When to Call Upon Septic Tank Repair Teams


All modern houses and buildings are connected to water utilities, and most of them are also connected to public sewage disposal utilities. Meanwhile, more remote and rural properties may have a septic tank system that will eliminate and filter waste water on their own, independently of public utilities. Around 25% of American properties make use of septic systems, and professional septic tank services may be called upon to help repair, clean off, or replace these systems if they need work. Septic tank pumping is routinely done on such a rural property, and septic cleaning may be done in other parts of the system if clogs develop. What is there to know about these self-contained sewage disposal systems, and why might they need to be repaired or cleaned out?

The Layout of a Septic System

Rural properties are often too far away from public sewage utilities to connect to them, so instead, these rural properties have a comprehensive septic system on the premises to filter and eliminate their waste water. All “gray” and “black” waste water will flow from the house’s sewage pipes and gather in the underground septic tank to start this process. Such a tank may be large enough to contain several hundred gallons of waste water at a time, and they are nearly always stored underground for convenience and sanitation. Once inside this tank, the water will be exposed to many helpful bacteria cultures who will break down organic solids inside the water. Fats and oils will float to the top, while solids will be broken down and settle to the tank’s bottom and form a thick sludge there. Relatively clean water will be between these two layers.

That process may take two or three days or so, and after that, the relatively clean water will pass through a screen filter in the tank on its way to the deeper pipes in the system, further cleaning it. Now, this water will flow through a series of pipes just under the ground’s surface, and these pipes have nozzles and holes that allow the water to flow out and pass through loose gravel and dirt. The loose gravel and soil acts as a drainage field, and such materials and naturally occurring bacteria will help further filter out and clean that water, making it safe to return to the natural environment. This completes the septic process. Meanwhile, why might a septic tank service or similar service be called upon, and what can they do?

Septic Cleaning and Repair Work

A septic tank and the rest of the system largely operates autonomously, although the property owner can and should regularly check for any developing problems with the system. An example is the septic tank itself. This tank will continue to fill with thick sludge over time, as this sludge has no means of leaving the tank on its own. A property owner may use a measuring rod, known as a “sludge judge”, to measure the thickness of the sludge in that septic tank. Once the tank is one third to half full of sludge, the time has come to get it pumped out. This means reaching out to septic pumping services, and these professionals will arrive on the scene with a large, truck-mounted pump. The workers will dig up the tank and open it, then attach a large hose that allows the machine to draw out all sludge found inside. This may be done once every few years or so to keep sludge levels under control.

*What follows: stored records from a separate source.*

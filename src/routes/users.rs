use std::sync::Arc;

use axum::{
    extract::{Path, State},
    http::StatusCode,
    response::IntoResponse,
    routing::{delete, get, patch, post},
    Json, Router,
};
use lazy_static::lazy_static;
use regex::Regex;
use tracing::info;
use utoipa::OpenApi;

use crate::{
    models::{
        dto::{NewUser, UpdateUser, UserResponse},
        Error,
    },
    AppState,
};

#[derive(OpenApi)]
#[openapi(paths(
    create_user_handler,
    list_users_handler,
    get_user_handler,
    update_user_handler,
    delete_user_handler
))]
/// Defines the OpenAPI spec for user endpoints
pub struct UsersApi;

/// Used to group user endpoints together in the OpenAPI documentation
pub const USER_API_GROUP: &str = "USER";

const MIN_PASSWORD_LEN: usize = 8;

/// Builds a router for all the user routes
pub fn user_routes() -> Router<Arc<AppState>> {
    Router::new()
        .route("/", post(create_user_handler))
        .route("/", get(list_users_handler))
        .route("/:id", get(get_user_handler))
        .route("/:id", patch(update_user_handler))
        .route("/:id", delete(delete_user_handler))
}

fn is_valid_email(email: &str) -> bool {
    lazy_static! {
        static ref EMAIL_RE: Regex = Regex::new(r"^[^@\s]+@[^@\s]+\.[^@\s]+$").unwrap();
    }
    EMAIL_RE.is_match(email)
}

/// Checks the shape constraints on a create body and unpacks the required
/// fields, collecting every violation into a single 400 error.
fn validate_new_user(body: NewUser) -> Result<(String, String, String), Error> {
    let mut violations = Vec::new();
    if body.name.as_deref().map_or(true, |n| n.trim().is_empty()) {
        violations.push("name must be a non-empty string".to_string());
    }
    match body.email.as_deref() {
        None => violations.push("email is required".to_string()),
        Some(email) if !is_valid_email(email) => {
            violations.push("email must be a valid email address".to_string())
        }
        _ => {}
    }
    match body.password.as_deref() {
        None => violations.push("password is required".to_string()),
        Some(password) if password.len() < MIN_PASSWORD_LEN => violations.push(format!(
            "password must be at least {MIN_PASSWORD_LEN} characters long"
        )),
        _ => {}
    }
    match (body.name, body.email, body.password) {
        (Some(name), Some(email), Some(password)) if violations.is_empty() => {
            Ok((name, email, password))
        }
        _ => Err(Error::bad_request(&violations)),
    }
}

/// Checks the shape constraints on whichever fields a partial update provides.
fn validate_update_user(body: &UpdateUser) -> Result<(), Error> {
    let mut violations = Vec::new();
    if body.name.as_deref().is_some_and(|n| n.trim().is_empty()) {
        violations.push("name must be a non-empty string".to_string());
    }
    if body.email.as_deref().is_some_and(|e| !is_valid_email(e)) {
        violations.push("email must be a valid email address".to_string());
    }
    if body
        .password
        .as_deref()
        .is_some_and(|p| p.len() < MIN_PASSWORD_LEN)
    {
        violations.push(format!(
            "password must be at least {MIN_PASSWORD_LEN} characters long"
        ));
    }
    if violations.is_empty() {
        Ok(())
    } else {
        Err(Error::bad_request(&violations))
    }
}

/// Create user handler function
#[utoipa::path(
    post,
    path = "/users",
    tag = USER_API_GROUP,
    request_body = NewUser,
    responses(
        (status = 201, description = "User successfully created", body = UserResponse),
        (status = 400, description = "Request body failed shape validation"),
    )
)]
pub async fn create_user_handler(
    State(state): State<Arc<AppState>>,
    Json(body): Json<NewUser>,
) -> Result<impl IntoResponse, Error> {
    let (name, email, password) = validate_new_user(body)?;
    let user = state.store.create_user(name, email, password);
    info!("Created user {}", user.id);
    Ok((StatusCode::CREATED, Json(UserResponse::from(user))))
}

/// List users handler function
#[utoipa::path(
    get,
    path = "/users",
    tag = USER_API_GROUP,
    responses(
        (status = 200, description = "All users in insertion order", body = [UserResponse]),
    )
)]
pub async fn list_users_handler(State(state): State<Arc<AppState>>) -> impl IntoResponse {
    let users: Vec<UserResponse> = state
        .store
        .list_users()
        .into_iter()
        .map(UserResponse::from)
        .collect();
    Json(users)
}

/// Get user handler function
#[utoipa::path(
    get,
    path = "/users/{id}",
    tag = USER_API_GROUP,
    responses(
        (status = 200, description = "User found", body = UserResponse),
        (status = 404, description = "User not found"),
    ),
    params(
        ("id" = i32, Path, description = "User ID")
    )
)]
pub async fn get_user_handler(
    State(state): State<Arc<AppState>>,
    Path(id): Path<i32>,
) -> Result<Json<UserResponse>, Error> {
    let user = state.store.get_user_by_id(id).ok_or_else(|| Error::not_found(id))?;
    Ok(Json(UserResponse::from(user)))
}

/// Update user handler function
#[utoipa::path(
    patch,
    path = "/users/{id}",
    tag = USER_API_GROUP,
    request_body = UpdateUser,
    responses(
        (status = 200, description = "User successfully updated", body = UserResponse),
        (status = 400, description = "Request body failed shape validation"),
        (status = 404, description = "User not found"),
    ),
    params(
        ("id" = i32, Path, description = "User ID")
    )
)]
pub async fn update_user_handler(
    State(state): State<Arc<AppState>>,
    Path(id): Path<i32>,
    Json(body): Json<UpdateUser>,
) -> Result<Json<UserResponse>, Error> {
    validate_update_user(&body)?;
    let user = state
        .store
        .update_user(id, body)
        .ok_or_else(|| Error::not_found(id))?;
    Ok(Json(UserResponse::from(user)))
}

/// Delete user handler function
#[utoipa::path(
    delete,
    path = "/users/{id}",
    tag = USER_API_GROUP,
    responses(
        (status = 204, description = "User successfully deleted"),
        (status = 404, description = "User not found"),
    ),
    params(
        ("id" = i32, Path, description = "User ID")
    )
)]
pub async fn delete_user_handler(
    State(state): State<Arc<AppState>>,
    Path(id): Path<i32>,
) -> Result<impl IntoResponse, Error> {
    if !state.store.delete_user(id) {
        return Err(Error::not_found(id));
    }
    info!("Deleted user {id}");
    Ok(StatusCode::NO_CONTENT)
}
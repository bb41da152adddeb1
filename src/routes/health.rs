use axum::{response::IntoResponse, Json};
use chrono::Utc;
use utoipa::OpenApi;

use crate::models::dto::HealthResponse;

#[derive(OpenApi)]
#[openapi(paths(health_checker_handler))]
/// Defines the OpenAPI spec for the health endpoint
pub struct HealthApi;

#[utoipa::path(
    get,
    path = "/health",
    tag = "HEALTH",
    responses(
        (status = 200, description = "Application is healthy", body = HealthResponse)
    )
)]
pub async fn health_checker_handler() -> impl IntoResponse {
    Json(HealthResponse {
        status: "ok".to_string(),
        timestamp: Utc::now(),
    })
}
use crate::models::dto;
use utoipa::OpenApi;
use utoipa_swagger_ui::SwaggerUi;

#[derive(OpenApi)]
#[openapi(info(
    title = "User Registry API",
    description = "Minimal REST API exposing CRUD operations over users",
))]
struct Api;

/// Constructs the route on the API that renders the swagger UI and returns the OpenAPI schema.
/// Merges in OpenAPI definitions from other locations in the app, such as the [dto] package
/// and the route modules
pub fn build_documentation() -> SwaggerUi {
    let mut api_docs = Api::openapi();
    api_docs.merge(dto::OpenApiSchemas::openapi());
    api_docs.merge(super::health::HealthApi::openapi());
    api_docs.merge(super::users::UsersApi::openapi());

    SwaggerUi::new("/swagger-ui").url("/api-docs/openapi.json", api_docs)
}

Meanwhile, the pipes found further in the system may become clogged and dirty over time, and to prevent total blockage, the homeowner may hire professionals who can dig up these pipes and subject them to blasts of highly pressurized water. This will quickly scour the pipes clean of any obstructions. What is more, the screen between the septic tank and pipes may become damaged or heavily clogged over time, so the owner may have this filter screen cleaned off or replaced as needed (but it shouldn’t simply be removed and neglected). Lastly, property owners must ensure that vehicles do not drive across the drainage field, because a vehicle’s weight will compress the dirt and gravel and make it too dense for water to flow.